Now to the wind, Ferrari have been moaning loudly for the past 3 years now about not winning and Aero being too much of a dominance in F1, alas their cars have been lacking to the dominant Red Bulls, not by much, but enough so that Webber and Vettel have mopped up the most wins over the last 3 years, McLaren with Button and Hamilton next and Ferrari with Alonso last. Only Mercedes and Lotus have made a dent from the other teams. Its arguable that Force India could have had a victory or two as well, and Maldanado at Spain  2012 is the only black mark against the top 5 teams in reality.

Ferrari, if they were to have a LMP1 program, would probably be booted out of the Toyota facility as they could pass on ideas from their F1 guys to their LMP1 guys. And yes, Ferrari have their own tunnel, but it was built for 50% scale models and not the present and more accurate 60% scale models.

This leaves Ferrari a problem, where else to go for their 60% scale models, and the latest idea that has been floated is Sauber, renting their tunnel to Ferrari for free. Or at least for Sauber to say to Ferrari, we owe you €19m, how about you use our tunnel and you forget the debt. This would be a easy out for both parties here as Ferrari could be giving Sauber their last engines at Spa for the remainder of the season, and no V6T engines in 2014. When at present estimates, motorsport tunnel time is up to €80,000 an hour, it would get Sauber out of the financial hole with Ferrari quite easily and quickly.

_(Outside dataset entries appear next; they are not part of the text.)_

//! Axum extractors for authentication and rate limiting.
//!
//! API handlers under `/api` run outside the routing gate, so these
//! extractors verify the session cookie themselves instead of trusting
//! forwarded identity headers (which only the gate may set).

use std::collections::HashMap;
use std::sync::{Arc, Mutex};

use axum::{extract::FromRequestParts, http::request::Parts};

use crate::clock::now_unix;
use crate::config::Config;
use crate::email::Mailer;
use crate::error::AppError;
use crate::models::Role;
use crate::session::{read_session_token, resolve, Resolution, TokenCodec};
use crate::storage::Store;
use crate::{auth::policy, session::Identity};

/// Application state shared across handlers.
#[derive(Clone)]
pub struct AppState {
    pub store: Arc<dyn Store>,
    pub mailer: Arc<dyn Mailer>,
    pub codec: Arc<TokenCodec>,
    pub config: Arc<Config>,
    pub rate_limiter: Arc<RateLimiter>,
}

/// Authenticated session extractor.
///
/// Verifies the session cookie and yields the identity carried by the token.
/// Returns 401 Unauthorized if the cookie is missing or invalid.
pub struct AuthSession {
    pub user_id: String,
    pub role: Role,
    pub org_id: String,
}

impl From<Identity> for AuthSession {
    fn from(identity: Identity) -> Self {
        AuthSession {
            user_id: identity.user_id,
            role: identity.role,
            org_id: identity.org_id,
        }
    }
}

impl FromRequestParts<AppState> for AuthSession {
    type Rejection = AppError;

    async fn from_request_parts(
        parts: &mut Parts,
        state: &AppState,
    ) -> Result<Self, Self::Rejection> {
        let raw = read_session_token(&state.config, &parts.headers);

        match resolve(&state.codec, raw.as_deref()) {
            Resolution::Authenticated { identity, .. } => Ok(identity.into()),
            Resolution::Anonymous => {
                Err(AppError::Unauthorized("Authentication required".to_string()))
            }
        }
    }
}

/// Session extractor requiring org-settings rights (exec or admin).
///
/// Returns 403 Forbidden for members and treasurers.
pub struct ExecSession(pub AuthSession);

impl FromRequestParts<AppState> for ExecSession {
    type Rejection = AppError;

    async fn from_request_parts(
        parts: &mut Parts,
        state: &AppState,
    ) -> Result<Self, Self::Rejection> {
        let session = AuthSession::from_request_parts(parts, state).await?;

        if !policy::can_manage_org_settings(session.role) {
            return Err(AppError::Forbidden("Exec access required".to_string()));
        }

        Ok(ExecSession(session))
    }
}

/// Admin-only session extractor.
pub struct AdminSession(pub AuthSession);

impl FromRequestParts<AppState> for AdminSession {
    type Rejection = AppError;

    async fn from_request_parts(
        parts: &mut Parts,
        state: &AppState,
    ) -> Result<Self, Self::Rejection> {
        let session = AuthSession::from_request_parts(parts, state).await?;

        if session.role != Role::Admin {
            return Err(AppError::Forbidden("Admin access required".to_string()));
        }

        Ok(AdminSession(session))
    }
}

/// Per-key window state: start, hit count, window length.
struct Window {
    start: u64,
    hits: u32,
    window_secs: u64,
}

/// Fixed-window in-process rate limiter keyed by arbitrary strings
/// (e.g. `"auth:127.0.0.1"`).
///
/// Lapsed windows are dropped by [`RateLimiter::evict_lapsed`], which the
/// periodic cleanup job calls so the map does not accumulate one entry per
/// client address forever.
#[derive(Default)]
pub struct RateLimiter {
    windows: Mutex<HashMap<String, Window>>,
}

impl RateLimiter {
    pub fn new() -> Self {
        Self::default()
    }

    /// Count a hit against `key`. Returns true while under `max` hits per
    /// `window_secs` window.
    pub fn check(&self, key: &str, max: u32, window_secs: u64) -> bool {
        let now = now_unix();
        let mut windows = self.windows.lock().unwrap_or_else(|e| e.into_inner());

        let entry = windows.entry(key.to_string()).or_insert(Window {
            start: now,
            hits: 0,
            window_secs,
        });
        if now.saturating_sub(entry.start) >= entry.window_secs {
            entry.start = now;
            entry.hits = 0;
        }
        entry.window_secs = window_secs;
        entry.hits += 1;
        entry.hits <= max
    }

    /// Drop every window that has already lapsed. Returns the number of
    /// entries removed.
    pub fn evict_lapsed(&self) -> usize {
        let now = now_unix();
        let mut windows = self.windows.lock().unwrap_or_else(|e| e.into_inner());
        let before = windows.len();
        windows.retain(|_, w| now.saturating_sub(w.start) < w.window_secs);
        before - windows.len()
    }
}
//! Session resolution: raw token in, identity (or Anonymous) out.
//!
//! Resolution never fails past this boundary. Every decode error (tampered,
//! malformed, expired) degrades to `Anonymous`; the distinction survives
//! only in debug logs. Callers that require an identity escalate Anonymous
//! into an authorization failure themselves.

use crate::clock::now_unix;
use crate::models::Role;
use crate::session::token::TokenCodec;

/// An authenticated identity carried by a verified token.
#[derive(Debug, Clone, PartialEq, Eq)]
pub struct Identity {
    pub user_id: String,
    pub role: Role,
    pub org_id: String,
}

/// Outcome of resolving an inbound request's session token.
#[derive(Debug, Clone, PartialEq, Eq)]
pub enum Resolution {
    Anonymous,
    Authenticated {
        identity: Identity,
        /// Replacement token to set on the outgoing response, present when
        /// the current token is inside the renewal window.
        renewed: Option<String>,
    },
}

/// Resolve a raw token (or its absence) into an identity.
///
/// Sliding renewal is threshold-based: a replacement token is minted only
/// when the remaining lifetime has dropped below the configured threshold.
/// Renewing on every request would keep a stolen token alive indefinitely;
/// the threshold bounds that window to the token lifetime.
pub fn resolve(codec: &TokenCodec, raw: Option<&str>) -> Resolution {
    let Some(token) = raw else {
        return Resolution::Anonymous;
    };

    match codec.decode(token) {
        Ok(claims) => {
            let identity = Identity {
                user_id: claims.sub.clone(),
                role: claims.role,
                org_id: claims.org_id.clone(),
            };
            let renewed = maybe_renew(codec, &claims);
            Resolution::Authenticated { identity, renewed }
        }
        Err(err) => {
            tracing::debug!(error = %err, "session token rejected");
            Resolution::Anonymous
        }
    }
}

/// Mint a replacement token when the current one is near expiry.
///
/// Renewal is fire-and-forget: a signing failure is logged and the request
/// proceeds unrenewed.
fn maybe_renew(codec: &TokenCodec, claims: &crate::session::SessionClaims) -> Option<String> {
    let remaining = claims.exp.saturating_sub(now_unix());
    if remaining >= codec.renew_threshold_secs() {
        return None;
    }

    match codec.encode(&claims.sub, claims.role, &claims.org_id) {
        Ok(token) => Some(token),
        Err(err) => {
            tracing::warn!(error = %err, user_id = %claims.sub, "session renewal failed; continuing unrenewed");
            None
        }
    }
}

However this leaves Sauber in a bit of a quandary. Audi uses Saubers tunnel for their 60% scale models before they step an idea onto full scale testing at the most advanced wind tunnel in the world for automotive uses. The Audi tunnel is more or less used for full scale cars now as they can use the tilting and rotational roiling road that with the tunnel that can heat the air to +45C and cool it to -30C as Audi test their cars im massively varying conditions.

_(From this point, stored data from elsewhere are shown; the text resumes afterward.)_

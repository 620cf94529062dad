//! Fratapp application entry point.
//!
//! Bootstraps the server:
//! 1. Load configuration from environment (fails on missing/short secret)
//! 2. Build the token codec, store, and mailer
//! 3. Assemble the router and layer the routing gate in front of it
//! 4. Start Axum server

use std::net::SocketAddr;
use std::sync::Arc;

use fratapp::{
    auth::middleware::{AppState, RateLimiter},
    cleanup,
    config::Config,
    email::LogMailer,
    gate::routing_gate,
    routes,
    session::TokenCodec,
    storage::MemoryStore,
};

/// How often the background job sweeps expired reset tokens and lapsed
/// rate-limit windows.
const CLEANUP_INTERVAL: std::time::Duration = std::time::Duration::from_secs(600);

#[tokio::main]
async fn main() {
    // Initialize tracing with env filter support (RUST_LOG)
    tracing_subscriber::fmt()
        .with_env_filter(tracing_subscriber::EnvFilter::from_default_env())
        .init();

    // Load config from environment. A missing or too-short SESSION_SECRET
    // stops the process here; no authenticated route is ever served with a
    // weak key.
    let config = Config::from_env().expect("Failed to load config");
    tracing::info!("Starting fratapp on {}", config.bind_addr);

    let config = Arc::new(config);
    let codec = Arc::new(TokenCodec::new(&config));

    let state = AppState {
        store: Arc::new(MemoryStore::new()),
        mailer: Arc::new(LogMailer),
        codec,
        config: config.clone(),
        rate_limiter: Arc::new(RateLimiter::new()),
    };

    tokio::spawn(cleanup::run_cleanup_loop(
        state.store.clone(),
        state.rate_limiter.clone(),
        CLEANUP_INTERVAL,
    ));

    // The gate layers over the whole router (fallback included): every
    // request is classified and resolved before any handler runs.
    let app = routes::router()
        .layer(axum::middleware::from_fn_with_state(
            state.clone(),
            routing_gate,
        ))
        .with_state(state);

    let listener = tokio::net::TcpListener::bind(config.bind_addr)
        .await
        .expect("Failed to bind");
    tracing::info!("Listening on {}", config.bind_addr);

    // with_connect_info required for ConnectInfo<SocketAddr> extractors
    axum::serve(
        listener,
        app.into_make_service_with_connect_info::<SocketAddr>(),
    )
    .await
    .expect("Server error");
}
//! Session cookie adapter.
//!
//! Wraps the signed token in a cookie with the attributes the session design
//! requires: HttpOnly, SameSite=Lax (cookie still sent when the user arrives
//! from an external link such as a reset email, while cross-site POSTs are
//! blocked), Path=/, Max-Age equal to the token lifetime, and Secure in
//! production-like deployments.

use axum::http::{header, HeaderMap, HeaderValue, Response};
use cookie::time::Duration;
use cookie::{Cookie, SameSite};

use crate::config::Config;

/// Build the session cookie carrying `token`.
pub fn session_cookie(config: &Config, token: String) -> Cookie<'static> {
    let mut cookie = Cookie::new(config.cookie_name.clone(), token);
    cookie.set_http_only(true);
    cookie.set_secure(config.cookie_secure);
    cookie.set_same_site(SameSite::Lax);
    cookie.set_path("/");
    cookie.set_max_age(Duration::seconds(config.session_max_age_secs as i64));
    cookie
}

/// Build the cookie that clears the session: empty value, Max-Age 0.
///
/// Safe to send whether or not a session cookie exists.
pub fn clear_session_cookie(config: &Config) -> Cookie<'static> {
    let mut cookie = Cookie::new(config.cookie_name.clone(), "");
    cookie.set_http_only(true);
    cookie.set_secure(config.cookie_secure);
    cookie.set_same_site(SameSite::Lax);
    cookie.set_path("/");
    cookie.set_max_age(Duration::ZERO);
    cookie
}

/// Read the raw session token from the request's Cookie header(s), if any.
pub fn read_session_token(config: &Config, headers: &HeaderMap) -> Option<String> {
    for value in headers.get_all(header::COOKIE) {
        let Ok(raw) = value.to_str() else { continue };
        for cookie in Cookie::split_parse(raw).flatten() {
            if cookie.name() == config.cookie_name {
                return Some(cookie.value().to_string());
            }
        }
    }
    None
}

/// Append a Set-Cookie header to a response.
pub fn apply_cookie<B>(response: &mut Response<B>, cookie: &Cookie<'_>) {
    if let Ok(value) = HeaderValue::from_str(&cookie.to_string()) {
        response.headers_mut().append(header::SET_COOKIE, value);
    }
}

/// Overwrite the session cookie when the resolver minted a replacement.
pub fn apply_renewal<B>(response: &mut Response<B>, config: &Config, renewed: Option<String>) {
    if let Some(token) = renewed {
        let cookie = session_cookie(config, token);
        apply_cookie(response, &cookie);
    }
}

If Sauber want to get out a mess financially, by using their tunnel to help Ferrari correlate their data as Ferrari seemingly have correlation problems, it could wind up their customer in Audi. Audi may want to use another tunnel now as to keep things private.

Its commonly know that Tunnel sharing takes place in F1; Marussia use McLarens, Caterham use Williams, Toro Rosso use Red Bulls with Force India possibly having access to the Mercedes tunnel as Force India use a tunnel in Brackley. Lotus are the only team left out of the sharing.

Sauber have a real issue if Ferrari are to use their tunnel as if Ferrari do try LMP1, and its possible as Luca Di Montezemolo has one thing missing on his CV, a LMP1 and ought right victory at Le Mans, Im sure they would want to use the Sauber tunnel as well, the tunnel that for some is regarded as the best in F1, and the tunnel that was used by Audi to win Le Mans in 2011 with the R18. Im sure that until Ferrari find their issues with their Tunnel, Ferrari will take that option for the Sauber Tunnel for both their F1 attack and their LMP1 car if Luca di Montezemolo decides his ego and needs a further boost as it was taken in 2011 when he started the Le Mans race.

Lets face it, the F1 V6T technology for 2014 will have a pretty good chance of being able to being transfer LMP racing as well. One thing is for sure, with all this new tech around, F1 and Sports Car fans have a lot to be cheerful about, not lest we forget the driver market in both.